Актер должен уйти, а на смену ему грядет фигура неодушевленная — назовем ее сверхмарионеткой, покуда она не завоевала права называться другим, лучшим именем»[cdlxxiv].
Почему же Мейерхольд, не связанный в 1909 году (время написания статьи) никакими эстетическими табу, не замечает очевидного, подразумевая, что «сверхмарионетка» Крэга всего лишь метафора, взывающая к актеру с тем, чтобы тот, совершенствуя свою технику, вышел за рамки привычного жизнеподобия? Потому, думается, что Мейерхольд просто не представлял себе, что в пределах театра осуществима акция, способная оставить его без актера.

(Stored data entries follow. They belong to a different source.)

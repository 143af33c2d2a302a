use serde_json::{Map, Value};
use std::io;

/// Row-shaped fields, in the order they are preferred when a result holds
/// more than one (a business appraisal carries both schedule and tornado).
const ROW_KEYS: [&str; 4] = ["results", "schedule", "criteria", "bars"];

/// Write output as CSV to stdout.
pub fn print_csv(value: &Value) {
    let stdout = io::stdout();
    let mut wtr = csv::Writer::from_writer(stdout.lock());

    match value {
        Value::Object(map) => {
            let body = match map.get("result") {
                Some(Value::Object(result)) => result,
                _ => map,
            };
            if let Some(rows) = find_rows(body) {
                write_array_csv(&mut wtr, rows);
            } else {
                let _ = wtr.write_record(["field", "value"]);
                for (key, val) in body {
                    let _ = wtr.write_record([key.as_str(), &format_csv_value(val)]);
                }
            }
        }
        Value::Array(arr) => {
            write_array_csv(&mut wtr, arr);
        }
        _ => {
            let _ = wtr.write_record([&format_csv_value(value)]);
        }
    }

    let _ = wtr.flush();
}

fn find_rows(map: &Map<String, Value>) -> Option<&Vec<Value>> {
    ROW_KEYS.iter().find_map(|key| match map.get(*key) {
        Some(Value::Array(rows)) => Some(rows),
        _ => None,
    })
}

fn write_array_csv(wtr: &mut csv::Writer<io::StdoutLock<'_>>, arr: &[Value]) {
    if arr.is_empty() {
        return;
    }

    if let Some(Value::Object(first)) = arr.first() {
        let headers: Vec<&str> = first.keys().map(|k| k.as_str()).collect();
        let _ = wtr.write_record(&headers);

        for item in arr {
            if let Value::Object(map) = item {
                let row: Vec<String> = headers
                    .iter()
                    .map(|h| map.get(*h).map(format_csv_value).unwrap_or_default())
                    .collect();
                let _ = wtr.write_record(&row);
            }
        }
    } else {
        for item in arr {
            let _ = wtr.write_record([&format_csv_value(item)]);
        }
    }
}

fn format_csv_value(value: &Value) -> String {
    match value {
        Value::String(s) => s.clone(),
        Value::Number(n) => n.to_string(),
        Value::Bool(b) => b.to_string(),
        Value::Null => String::new(),
        _ => serde_json::to_string(value).unwrap_or_default(),
    }
}

#[cfg(test)]
mod tests {
    use super::*;
    use serde_json::json;

    #[test]
    fn test_schedule_preferred_over_scalars() {
        let value = json!({"summary": {"npv": "1"}, "schedule": [{"year": 0}], "sensitivity": {}});
        let rows = find_rows(value.as_object().unwrap()).unwrap();
        assert_eq!(rows.len(), 1);
    }

    #[test]
    fn test_no_rows_in_flat_object() {
        let value = json!({"saved": true, "user": "ana"});
        assert!(find_rows(value.as_object().unwrap()).is_none());
    }
}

Символическая модель Крэга, выстроенная по тем же параметрам, что и концепция Белого, куда радикальнее, чем у русского теурга. Крэга не удовлетворял и наличный театр марионеток — «как и всякое искусство», «марионетка выставлена на позорище». Он предлагал не довольствоваться марионеткой, а, вспомнив древних идолов, стать «потомками великого и благородного семейства сценических изображений, которые и впрямь создавались “по образу и подобию божьему”»; создать сверхмарионетку, которая «не станет соревноваться с жизнью и скорее уж отправится за ее пределы» — «ее идеалом будет {108} не живой человек из плоти и крови», как у нынешней марионетки, «а скорее тело в состоянии транса: она станет облекаться в красоту смерти, сохраняя живой дух»[cdlxxv].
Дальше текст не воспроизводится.